- Opening Delimiter -

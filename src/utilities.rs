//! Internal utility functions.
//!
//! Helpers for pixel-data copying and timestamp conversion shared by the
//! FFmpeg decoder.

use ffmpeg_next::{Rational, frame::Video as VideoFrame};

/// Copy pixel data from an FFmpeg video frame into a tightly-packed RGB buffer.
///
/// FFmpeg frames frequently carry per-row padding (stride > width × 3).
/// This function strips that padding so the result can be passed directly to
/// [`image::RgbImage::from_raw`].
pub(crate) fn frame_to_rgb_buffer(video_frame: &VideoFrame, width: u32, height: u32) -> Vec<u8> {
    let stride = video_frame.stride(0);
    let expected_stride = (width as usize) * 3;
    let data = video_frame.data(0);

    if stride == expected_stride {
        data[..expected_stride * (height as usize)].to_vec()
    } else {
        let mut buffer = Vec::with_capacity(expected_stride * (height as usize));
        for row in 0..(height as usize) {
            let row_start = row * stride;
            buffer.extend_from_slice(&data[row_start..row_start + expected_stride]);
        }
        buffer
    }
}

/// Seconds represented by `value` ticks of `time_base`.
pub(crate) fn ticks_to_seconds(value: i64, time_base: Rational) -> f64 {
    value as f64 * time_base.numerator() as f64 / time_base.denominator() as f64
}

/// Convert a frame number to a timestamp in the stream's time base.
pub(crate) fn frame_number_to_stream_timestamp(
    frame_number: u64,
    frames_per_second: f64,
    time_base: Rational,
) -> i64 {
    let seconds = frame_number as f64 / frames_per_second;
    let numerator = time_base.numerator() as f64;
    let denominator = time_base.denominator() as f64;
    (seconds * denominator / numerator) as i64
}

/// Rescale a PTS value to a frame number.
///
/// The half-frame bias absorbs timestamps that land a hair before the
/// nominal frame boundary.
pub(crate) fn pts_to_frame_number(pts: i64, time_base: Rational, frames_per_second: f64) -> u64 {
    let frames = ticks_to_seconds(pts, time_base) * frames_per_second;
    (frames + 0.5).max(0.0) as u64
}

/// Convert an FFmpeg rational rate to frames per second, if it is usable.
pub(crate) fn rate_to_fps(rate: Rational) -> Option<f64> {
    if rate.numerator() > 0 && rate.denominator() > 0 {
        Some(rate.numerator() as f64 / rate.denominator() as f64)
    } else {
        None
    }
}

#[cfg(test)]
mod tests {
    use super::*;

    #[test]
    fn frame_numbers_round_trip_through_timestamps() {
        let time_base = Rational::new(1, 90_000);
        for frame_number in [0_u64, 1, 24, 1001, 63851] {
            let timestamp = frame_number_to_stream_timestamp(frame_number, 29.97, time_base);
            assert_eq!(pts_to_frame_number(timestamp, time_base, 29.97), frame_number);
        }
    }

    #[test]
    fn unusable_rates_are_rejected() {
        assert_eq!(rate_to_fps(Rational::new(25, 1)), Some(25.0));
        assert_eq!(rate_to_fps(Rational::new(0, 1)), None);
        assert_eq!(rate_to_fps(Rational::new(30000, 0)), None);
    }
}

- Closing Delimiter -

Reproduce, line for line, the material, starting at its first line, and end once the line holding "width × 3)." has been output.

Solution
filename src/utilities.rs
//! Internal utility functions.
//!
//! Helpers for pixel-data copying and timestamp conversion shared by the
//! FFmpeg decoder.

use ffmpeg_next::{Rational, frame::Video as VideoFrame};

/// Copy pixel data from an FFmpeg video frame into a tightly-packed RGB buffer.
///
/// FFmpeg frames frequently carry per-row padding (stride > width × 3).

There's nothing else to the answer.